*** Dataset extract Section Begins ***
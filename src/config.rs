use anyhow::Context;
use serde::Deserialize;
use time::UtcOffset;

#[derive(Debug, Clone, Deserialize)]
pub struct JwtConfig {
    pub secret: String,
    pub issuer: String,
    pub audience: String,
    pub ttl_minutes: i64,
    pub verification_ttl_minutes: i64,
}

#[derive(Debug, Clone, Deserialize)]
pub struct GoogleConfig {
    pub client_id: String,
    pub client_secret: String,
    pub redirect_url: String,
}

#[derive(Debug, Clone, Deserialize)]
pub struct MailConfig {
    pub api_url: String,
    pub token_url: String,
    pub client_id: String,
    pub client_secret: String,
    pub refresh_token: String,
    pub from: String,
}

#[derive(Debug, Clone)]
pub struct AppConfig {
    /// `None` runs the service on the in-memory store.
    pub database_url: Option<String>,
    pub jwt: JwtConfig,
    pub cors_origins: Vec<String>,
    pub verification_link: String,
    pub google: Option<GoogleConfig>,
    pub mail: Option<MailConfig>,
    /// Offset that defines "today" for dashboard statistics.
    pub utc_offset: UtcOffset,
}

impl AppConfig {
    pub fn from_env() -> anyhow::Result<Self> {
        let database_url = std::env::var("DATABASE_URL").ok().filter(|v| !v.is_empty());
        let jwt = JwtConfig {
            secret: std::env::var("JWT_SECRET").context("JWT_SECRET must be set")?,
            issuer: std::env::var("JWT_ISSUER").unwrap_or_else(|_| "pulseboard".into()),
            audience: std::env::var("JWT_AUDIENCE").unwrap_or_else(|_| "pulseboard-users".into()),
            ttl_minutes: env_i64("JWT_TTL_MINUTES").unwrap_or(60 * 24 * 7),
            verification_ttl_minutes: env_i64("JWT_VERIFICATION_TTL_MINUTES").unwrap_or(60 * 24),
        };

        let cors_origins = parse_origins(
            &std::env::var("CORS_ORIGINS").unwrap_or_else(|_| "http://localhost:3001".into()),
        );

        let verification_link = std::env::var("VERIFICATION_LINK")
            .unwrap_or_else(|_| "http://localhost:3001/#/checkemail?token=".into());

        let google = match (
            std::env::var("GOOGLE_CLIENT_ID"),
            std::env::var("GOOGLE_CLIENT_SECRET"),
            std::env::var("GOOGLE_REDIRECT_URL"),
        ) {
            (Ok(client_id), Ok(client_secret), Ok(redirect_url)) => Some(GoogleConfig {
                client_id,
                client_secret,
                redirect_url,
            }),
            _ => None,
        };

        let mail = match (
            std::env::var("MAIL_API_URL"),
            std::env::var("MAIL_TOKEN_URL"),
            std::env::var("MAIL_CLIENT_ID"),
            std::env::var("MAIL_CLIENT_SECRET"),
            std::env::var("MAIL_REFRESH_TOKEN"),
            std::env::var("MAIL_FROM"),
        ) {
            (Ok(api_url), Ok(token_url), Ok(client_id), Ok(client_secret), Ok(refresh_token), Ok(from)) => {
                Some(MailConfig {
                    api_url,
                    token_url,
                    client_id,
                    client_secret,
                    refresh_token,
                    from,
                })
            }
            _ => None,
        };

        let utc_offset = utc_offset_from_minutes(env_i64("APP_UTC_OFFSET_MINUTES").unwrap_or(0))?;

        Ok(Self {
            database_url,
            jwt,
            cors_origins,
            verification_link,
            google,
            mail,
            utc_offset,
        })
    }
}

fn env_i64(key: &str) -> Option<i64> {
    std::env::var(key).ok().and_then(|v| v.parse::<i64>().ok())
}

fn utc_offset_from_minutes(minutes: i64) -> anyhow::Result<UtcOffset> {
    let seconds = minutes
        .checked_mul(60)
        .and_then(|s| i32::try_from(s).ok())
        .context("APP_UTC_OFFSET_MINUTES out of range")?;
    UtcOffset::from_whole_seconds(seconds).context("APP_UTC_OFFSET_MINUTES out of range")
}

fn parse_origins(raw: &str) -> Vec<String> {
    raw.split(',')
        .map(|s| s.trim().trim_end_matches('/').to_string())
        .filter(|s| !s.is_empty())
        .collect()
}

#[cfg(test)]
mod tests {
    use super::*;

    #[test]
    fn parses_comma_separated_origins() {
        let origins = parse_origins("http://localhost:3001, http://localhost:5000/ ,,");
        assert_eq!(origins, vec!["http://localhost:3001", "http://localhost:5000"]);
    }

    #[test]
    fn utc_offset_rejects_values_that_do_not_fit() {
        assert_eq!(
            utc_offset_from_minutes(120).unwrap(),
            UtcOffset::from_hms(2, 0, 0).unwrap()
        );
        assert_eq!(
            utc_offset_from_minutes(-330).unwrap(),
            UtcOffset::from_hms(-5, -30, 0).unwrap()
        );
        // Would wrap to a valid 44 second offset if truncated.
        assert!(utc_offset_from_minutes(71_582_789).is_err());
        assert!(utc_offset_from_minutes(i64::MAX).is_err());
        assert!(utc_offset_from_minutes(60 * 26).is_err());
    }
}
*** Dataset extract Section Ends ***
Instructions to follow – All the lines above are to be copied exactly, with none left out.

Answer to the problem –
filename src/config.rs
use anyhow::Context;
use serde::Deserialize;
use time::UtcOffset;

#[derive(Debug, Clone, Deserialize)]
pub struct JwtConfig {
    pub secret: String,
    pub issuer: String,
    pub audience: String,
    pub ttl_minutes: i64,
    pub verification_ttl_minutes: i64,
}

#[derive(Debug, Clone, Deserialize)]
pub struct GoogleConfig {
    pub client_id: String,
    pub client_secret: String,
    pub redirect_url: String,
}

#[derive(Debug, Clone, Deserialize)]
pub struct MailConfig {
    pub api_url: String,
    pub token_url: String,
    pub client_id: String,
    pub client_secret: String,
    pub refresh_token: String,
    pub from: String,
}

#[derive(Debug, Clone)]
pub struct AppConfig {
    /// `None` runs the service on the in-memory store.
    pub database_url: Option<String>,
    pub jwt: JwtConfig,
    pub cors_origins: Vec<String>,
    pub verification_link: String,
    pub google: Option<GoogleConfig>,
    pub mail: Option<MailConfig>,
    /// Offset that defines "today" for dashboard statistics.
    pub utc_offset: UtcOffset,
}

impl AppConfig {
    pub fn from_env() -> anyhow::Result<Self> {
        let database_url = std::env::var("DATABASE_URL").ok().filter(|v| !v.is_empty());
        let jwt = JwtConfig {
            secret: std::env::var("JWT_SECRET").context("JWT_SECRET must be set")?,
            issuer: std::env::var("JWT_ISSUER").unwrap_or_else(|_| "pulseboard".into()),
            audience: std::env::var("JWT_AUDIENCE").unwrap_or_else(|_| "pulseboard-users".into()),
            ttl_minutes: env_i64("JWT_TTL_MINUTES").unwrap_or(60 * 24 * 7),
            verification_ttl_minutes: env_i64("JWT_VERIFICATION_TTL_MINUTES").unwrap_or(60 * 24),
        };

        let cors_origins = parse_origins(
            &std::env::var("CORS_ORIGINS").unwrap_or_else(|_| "http://localhost:3001".into()),
        );

        let verification_link = std::env::var("VERIFICATION_LINK")
            .unwrap_or_else(|_| "http://localhost:3001/#/checkemail?token=".into());

        let google = match (
            std::env::var("GOOGLE_CLIENT_ID"),
            std::env::var("GOOGLE_CLIENT_SECRET"),
            std::env::var("GOOGLE_REDIRECT_URL"),
        ) {
            (Ok(client_id), Ok(client_secret), Ok(redirect_url)) => Some(GoogleConfig {
                client_id,
                client_secret,
                redirect_url,
            }),
            _ => None,
        };

        let mail = match (
            std::env::var("MAIL_API_URL"),
            std::env::var("MAIL_TOKEN_URL"),
            std::env::var("MAIL_CLIENT_ID"),
            std::env::var("MAIL_CLIENT_SECRET"),
            std::env::var("MAIL_REFRESH_TOKEN"),
            std::env::var("MAIL_FROM"),
        ) {
            (Ok(api_url), Ok(token_url), Ok(client_id), Ok(client_secret), Ok(refresh_token), Ok(from)) => {
                Some(MailConfig {
                    api_url,
                    token_url,
                    client_id,
                    client_secret,
                    refresh_token,
                    from,
                })
            }
            _ => None,
        };

        let utc_offset = utc_offset_from_minutes(env_i64("APP_UTC_OFFSET_MINUTES").unwrap_or(0))?;

        Ok(Self {
            database_url,
            jwt,
            cors_origins,
            verification_link,
            google,
            mail,
            utc_offset,
        })
    }
}

fn env_i64(key: &str) -> Option<i64> {
    std::env::var(key).ok().and_then(|v| v.parse::<i64>().ok())
}

fn utc_offset_from_minutes(minutes: i64) -> anyhow::Result<UtcOffset> {
    let seconds = minutes
        .checked_mul(60)
        .and_then(|s| i32::try_from(s).ok())
        .context("APP_UTC_OFFSET_MINUTES out of range")?;
    UtcOffset::from_whole_seconds(seconds).context("APP_UTC_OFFSET_MINUTES out of range")
}

fn parse_origins(raw: &str) -> Vec<String> {
    raw.split(',')
        .map(|s| s.trim().trim_end_matches('/').to_string())
        .filter(|s| !s.is_empty())
        .collect()
}

#[cfg(test)]
mod tests {
    use super::*;

    #[test]
    fn parses_comma_separated_origins() {
        let origins = parse_origins("http://localhost:3001, http://localhost:5000/ ,,");
        assert_eq!(origins, vec!["http://localhost:3001", "http://localhost:5000"]);
    }

    #[test]
    fn utc_offset_rejects_values_that_do_not_fit() {
        assert_eq!(
            utc_offset_from_minutes(120).unwrap(),
            UtcOffset::from_hms(2, 0, 0).unwrap()
        );
        assert_eq!(
            utc_offset_from_minutes(-330).unwrap(),
            UtcOffset::from_hms(-5, -30, 0).unwrap()
        );
        // Would wrap to a valid 44 second offset if truncated.
        assert!(utc_offset_from_minutes(71_582_789).is_err());
        assert!(utc_offset_from_minutes(i64::MAX).is_err());
        assert!(utc_offset_from_minutes(60 * 26).is_err());
    }
}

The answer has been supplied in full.